__Exercise instructions__. Your response should contain each line of the data that includes "true".

Data entries:
-------

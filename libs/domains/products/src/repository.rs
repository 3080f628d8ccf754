use async_trait::async_trait;
use chrono::{DateTime, Utc};
use std::collections::HashMap;
use std::sync::Arc;
use tokio::sync::RwLock;
use uuid::Uuid;

use crate::error::{ProductError, ProductResult};
use crate::models::{
    Category, CreateProduct, DeleteOutcome, Product, ProductSummary, UpdateProduct,
};

/// Repository trait for Product persistence
///
/// Each method is a single atomic operation on the store; the decisions
/// that depend on current state (duplicate name, reactivation, history
/// check) happen inside the store boundary so no check-then-act window
/// exists between requests.
#[cfg_attr(test, mockall::automock)]
#[async_trait]
pub trait ProductRepository: Send + Sync {
    /// List all active products with their category embedded
    async fn list_active(&self) -> ProductResult<Vec<ProductSummary>>;

    /// List all categories
    async fn list_categories(&self) -> ProductResult<Vec<Category>>;

    /// Get a product by ID, with its category embedded
    async fn get_with_category(&self, id: Uuid) -> ProductResult<Option<Product>>;

    /// Insert a new product, or reactivate an inactive product carrying
    /// the same name. An active product with the same name is a
    /// [`ProductError::Duplicate`].
    async fn create_or_reactivate(&self, input: CreateProduct) -> ProductResult<Product>;

    /// Apply a sparse update. `stock` on the DTO is never written.
    async fn update(&self, id: Uuid, input: UpdateProduct) -> ProductResult<Product>;

    /// Delete a product, or deactivate it when purchase or sale history
    /// references it.
    async fn delete_or_deactivate(&self, id: Uuid) -> ProductResult<DeleteOutcome>;
}

/// Stored product row, flat form with the category still a foreign key
#[derive(Debug, Clone)]
struct ProductRow {
    id: Uuid,
    name: String,
    price: f64,
    stock: i32,
    barcode: Option<String>,
    active: bool,
    category_id: Uuid,
    created_at: DateTime<Utc>,
    updated_at: DateTime<Utc>,
}

#[derive(Debug, Default)]
struct Inner {
    products: HashMap<Uuid, ProductRow>,
    categories: HashMap<Uuid, Category>,
    purchase_counts: HashMap<Uuid, u32>,
    sale_counts: HashMap<Uuid, u32>,
}

impl Inner {
    fn category_for(&self, row: &ProductRow) -> ProductResult<Category> {
        self.categories
            .get(&row.category_id)
            .cloned()
            .ok_or_else(|| {
                ProductError::Internal(format!("product {} references no category", row.id))
            })
    }

    fn product_from_row(&self, row: &ProductRow) -> ProductResult<Product> {
        Ok(Product {
            id: row.id,
            name: row.name.clone(),
            price: row.price,
            stock: row.stock,
            barcode: row.barcode.clone(),
            active: row.active,
            category: self.category_for(row)?,
            created_at: row.created_at,
            updated_at: row.updated_at,
        })
    }

    fn summary_from_row(&self, row: &ProductRow) -> ProductResult<ProductSummary> {
        Ok(self.product_from_row(row)?.summary())
    }

    fn has_history(&self, id: Uuid) -> bool {
        self.purchase_counts.get(&id).copied().unwrap_or(0) > 0
            || self.sale_counts.get(&id).copied().unwrap_or(0) > 0
    }
}

/// In-memory implementation of ProductRepository (for development/testing)
///
/// A single `RwLock` write guard serializes every mutating operation,
/// giving the same atomicity the PostgreSQL implementation gets from
/// its transactions.
#[derive(Debug, Default, Clone)]
pub struct InMemoryProductRepository {
    inner: Arc<RwLock<Inner>>,
}

impl InMemoryProductRepository {
    pub fn new() -> Self {
        Self::default()
    }

    /// Seed a category (categories are managed by another domain)
    pub async fn add_category(&self, category: Category) {
        let mut inner = self.inner.write().await;
        inner.categories.insert(category.id, category);
    }

    /// Record a purchase against a product, marking it as having history
    pub async fn record_purchase(&self, product_id: Uuid) {
        let mut inner = self.inner.write().await;
        *inner.purchase_counts.entry(product_id).or_insert(0) += 1;
    }

    /// Record a sale against a product, marking it as having history
    pub async fn record_sale(&self, product_id: Uuid) {
        let mut inner = self.inner.write().await;
        *inner.sale_counts.entry(product_id).or_insert(0) += 1;
    }
}

#[async_trait]
impl ProductRepository for InMemoryProductRepository {
    async fn list_active(&self) -> ProductResult<Vec<ProductSummary>> {
        let inner = self.inner.read().await;

        let mut result: Vec<ProductSummary> = inner
            .products
            .values()
            .filter(|row| row.active)
            .map(|row| inner.summary_from_row(row))
            .collect::<ProductResult<_>>()?;

        result.sort_by(|a, b| a.name.cmp(&b.name));
        Ok(result)
    }

    async fn list_categories(&self) -> ProductResult<Vec<Category>> {
        let inner = self.inner.read().await;

        let mut result: Vec<Category> = inner.categories.values().cloned().collect();
        result.sort_by(|a, b| a.name.cmp(&b.name));
        Ok(result)
    }

    async fn get_with_category(&self, id: Uuid) -> ProductResult<Option<Product>> {
        let inner = self.inner.read().await;

        match inner.products.get(&id) {
            Some(row) => Ok(Some(inner.product_from_row(row)?)),
            None => Ok(None),
        }
    }

    async fn create_or_reactivate(&self, input: CreateProduct) -> ProductResult<Product> {
        let mut inner = self.inner.write().await;

        let existing_id = inner
            .products
            .values()
            .find(|row| row.name == input.name)
            .map(|row| (row.id, row.active));

        // The name conflict is reported before the category is resolved
        if let Some((_, true)) = existing_id {
            return Err(ProductError::Duplicate);
        }

        if !inner.categories.contains_key(&input.category_id) {
            return Err(ProductError::CategoryNotFound);
        }

        let id = match existing_id {
            Some((id, _)) => {
                // Reactivate in place, keeping the id and creation time
                let row = inner
                    .products
                    .get_mut(&id)
                    .ok_or(ProductError::NotFound)?;
                row.active = true;
                row.price = input.price;
                row.stock = input.stock;
                row.category_id = input.category_id;
                row.barcode = input.barcode;
                row.updated_at = Utc::now();

                tracing::info!(product_id = %id, "Reactivated product");
                id
            }
            None => {
                let now = Utc::now();
                let row = ProductRow {
                    id: Uuid::now_v7(),
                    name: input.name,
                    price: input.price,
                    stock: input.stock,
                    barcode: input.barcode,
                    active: true,
                    category_id: input.category_id,
                    created_at: now,
                    updated_at: now,
                };
                let id = row.id;
                inner.products.insert(id, row);

                tracing::info!(product_id = %id, "Created product");
                id
            }
        };

        let row = inner.products.get(&id).ok_or(ProductError::NotFound)?;
        inner.product_from_row(row)
    }

    async fn update(&self, id: Uuid, input: UpdateProduct) -> ProductResult<Product> {
        let mut inner = self.inner.write().await;

        if !inner.products.contains_key(&id) {
            // The legacy update contract reports every missing relation
            // with the category message
            return Err(ProductError::CategoryNotFound);
        }

        if let Some(ref new_name) = input.name {
            let taken = inner
                .products
                .values()
                .any(|row| row.id != id && row.name == *new_name);
            if taken {
                return Err(ProductError::Duplicate);
            }
        }

        if let Some(category_id) = input.category_id
            && !inner.categories.contains_key(&category_id)
        {
            return Err(ProductError::CategoryNotFound);
        }

        let row = inner.products.get_mut(&id).ok_or(ProductError::NotFound)?;
        if let Some(name) = input.name {
            row.name = name;
        }
        if let Some(category_id) = input.category_id {
            row.category_id = category_id;
        }
        if let Some(price) = input.price {
            row.price = price;
        }
        if let Some(active) = input.active {
            row.active = active;
        }
        if let Some(barcode) = input.barcode {
            row.barcode = Some(barcode);
        }
        // input.stock is intentionally ignored
        row.updated_at = Utc::now();

        tracing::info!(product_id = %id, "Updated product");

        let row = inner.products.get(&id).ok_or(ProductError::NotFound)?;
        inner.product_from_row(row)
    }

    async fn delete_or_deactivate(&self, id: Uuid) -> ProductResult<DeleteOutcome> {
        let mut inner = self.inner.write().await;

        if !inner.products.contains_key(&id) {
            return Err(ProductError::NotFound);
        }

        if inner.has_history(id) {
            let row = inner.products.get_mut(&id).ok_or(ProductError::NotFound)?;
            row.active = false;
            row.updated_at = Utc::now();

            tracing::info!(product_id = %id, "Deactivated product with history");
            Ok(DeleteOutcome::Deactivated)
        } else {
            inner.products.remove(&id);
            inner.purchase_counts.remove(&id);
            inner.sale_counts.remove(&id);

            tracing::info!(product_id = %id, "Deleted product");
            Ok(DeleteOutcome::Deleted)
        }
    }
}
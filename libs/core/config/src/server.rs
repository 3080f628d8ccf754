use crate::{ConfigError, FromEnv, env_or_default};
use std::net::Ipv4Addr;

/// Server configuration for HTTP APIs
#[derive(Clone, Debug)]
pub struct ServerConfig {
    pub host: String,
    pub port: u16,
}

impl ServerConfig {
    pub fn new(host: String, port: u16) -> Self {
        Self { host, port }
    }

    /// Get the server address as "host:port"
    pub fn address(&self) -> String {
        format!("{}:{}", self.host, self.port)
    }
}

impl FromEnv for ServerConfig {
    /// Reads from environment variables with sensible defaults:
    /// - HOST: defaults to 0.0.0.0 (all interfaces)
    /// - PORT: defaults to 8080
    fn from_env() -> Result<Self, ConfigError> {
        let host = env_or_default("HOST", &Ipv4Addr::UNSPECIFIED.to_string());
        let port = env_or_default("PORT", "8080")
            .parse()
            .map_err(|e| ConfigError::ParseError {
                key: "PORT".to_string(),
                details: format!("{}", e),
            })?;

        Ok(Self { host, port })
    }
}

impl Default for ServerConfig {
    fn default() -> Self {
        Self {
            host: Ipv4Addr::UNSPECIFIED.to_string(),
            port: 8080,
        }
    }
}

#[cfg(test)]
mod tests {
    use super::*;

    #[test]
    fn test_server_config_from_env_with_defaults() {
        temp_env::with_vars([("HOST", None::<&str>), ("PORT", None::<&str>)], || {
            let config = ServerConfig::from_env().unwrap();
            assert_eq!(config.host, "0.0.0.0");
            assert_eq!(config.port, 8080);
            assert_eq!(config.address(), "0.0.0.0:8080");
        });
    }

    #[test]
    fn test_server_config_from_env_with_custom_values() {
        temp_env::with_vars([("HOST", Some("127.0.0.1")), ("PORT", Some("3000"))], || {
            let config = ServerConfig::from_env().unwrap();
            assert_eq!(config.host, "127.0.0.1");
            assert_eq!(config.port, 3000);
        });
    }

    #[test]
    fn test_server_config_from_env_invalid_port() {
        temp_env::with_var("PORT", Some("not_a_number"), || {
            let err = ServerConfig::from_env().unwrap_err();
            assert!(err.to_string().contains("PORT"));
        });
    }

    #[test]
    fn test_server_config_from_env_port_out_of_range() {
        temp_env::with_var("PORT", Some("99999"), || {
            assert!(ServerConfig::from_env().is_err());
        });
    }

    #[test]
    fn test_server_config_address() {
        let config = ServerConfig::new("localhost".to_string(), 8080);
        assert_eq!(config.address(), "localhost:8080");
    }
}
//! OpenAPI documentation configuration

use utoipa::OpenApi;

/// Combined OpenAPI documentation for the POS API
#[derive(OpenApi)]
#[openapi(
    info(
        title = "POS API",
        version = "0.1.0",
        description = "Product catalog API for the point-of-sale application",
        license(name = "MIT")
    ),
    servers(
        (url = "http://localhost:8080", description = "Local development server")
    ),
    nest(
        (path = "/api/products", api = domain_products::ApiDoc)
    ),
    tags(
        (name = "products", description = "Product management endpoints")
    )
)]
pub struct ApiDoc;
pub mod codes;
pub mod handlers;
pub mod responses;

pub use codes::ErrorCode;

use axum::{
    Json,
    extract::rejection::JsonRejection,
    http::StatusCode,
    response::{IntoResponse, Response},
};
use sea_orm::DbErr;
use serde::Serialize;
use thiserror::Error;
use utoipa::ToSchema;

/// Standard error response body.
///
/// Every failure, from any endpoint, renders as this single field:
///
/// ```json
/// {"error": "Produk tidak ditemukan"}
/// ```
///
/// Error codes and stack detail go to the logs, never to the client.
#[derive(Serialize, ToSchema)]
pub struct ErrorResponse {
    /// Human-readable error message
    pub error: String,
}

/// Application error type that converts into HTTP responses.
///
/// Domain error enums map into this at the handler boundary; the
/// `IntoResponse` impl picks the status code and logs the structured
/// [`ErrorCode`].
#[derive(Debug, Error)]
#[non_exhaustive]
pub enum AppError {
    #[error("Database error: {0}")]
    Database(#[from] DbErr),

    #[error("JSON extraction error: {0}")]
    JsonExtractorRejection(#[from] JsonRejection),

    #[error("Bad Request: {0}")]
    BadRequest(String),

    #[error("Not Found: {0}")]
    NotFound(String),

    #[error("Internal Server Error: {0}")]
    InternalServerError(String),
}

impl IntoResponse for AppError {
    fn into_response(self) -> Response {
        let (status, message, code) = match self {
            AppError::Database(e) => map_db_error(e),
            AppError::JsonExtractorRejection(e) => {
                tracing::warn!(
                    error_code = ErrorCode::JsonExtraction.code(),
                    "JSON extraction error: {:?}",
                    e
                );
                // Axum distinguishes 400/415/422 rejections; clients get a plain 400
                (
                    StatusCode::BAD_REQUEST,
                    e.body_text(),
                    ErrorCode::JsonExtraction,
                )
            }
            AppError::BadRequest(msg) => {
                tracing::info!(
                    error_code = ErrorCode::ValidationError.code(),
                    "Bad request: {}",
                    msg
                );
                (StatusCode::BAD_REQUEST, msg, ErrorCode::ValidationError)
            }
            AppError::NotFound(msg) => {
                tracing::info!(error_code = ErrorCode::NotFound.code(), "Not found: {}", msg);
                (StatusCode::NOT_FOUND, msg, ErrorCode::NotFound)
            }
            AppError::InternalServerError(msg) => {
                tracing::error!(
                    error_code = ErrorCode::InternalError.code(),
                    "Internal server error: {}",
                    msg
                );
                (
                    StatusCode::INTERNAL_SERVER_ERROR,
                    msg,
                    ErrorCode::InternalError,
                )
            }
        };

        tracing::debug!(error_code = code.code(), error = code.as_str(), "Responding with error");

        let body = Json(ErrorResponse { error: message });
        (status, body).into_response()
    }
}

/// Maps a SeaORM error to response components.
///
/// `RecordNotFound` is the only variant a client can act on; everything
/// else surfaces as 500 carrying the driver's message.
fn map_db_error(error: DbErr) -> (StatusCode, String, ErrorCode) {
    match error {
        DbErr::RecordNotFound(msg) => {
            tracing::info!(
                error_code = ErrorCode::DatabaseNotFound.code(),
                "Database record not found: {}",
                msg
            );
            (StatusCode::NOT_FOUND, msg, ErrorCode::DatabaseNotFound)
        }
        other => {
            tracing::error!(
                error_code = ErrorCode::DatabaseError.code(),
                "Database error: {:?}",
                other
            );
            (
                StatusCode::INTERNAL_SERVER_ERROR,
                other.to_string(),
                ErrorCode::DatabaseError,
            )
        }
    }
}
//! Sea-ORM entities mirroring the PostgreSQL schema.

pub mod category;
pub mod product;
pub mod purchase;
pub mod sale;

-------

__Expected output__.
        if let Some((_, true)) = existing_id {
                row.active = true;
                    active: true,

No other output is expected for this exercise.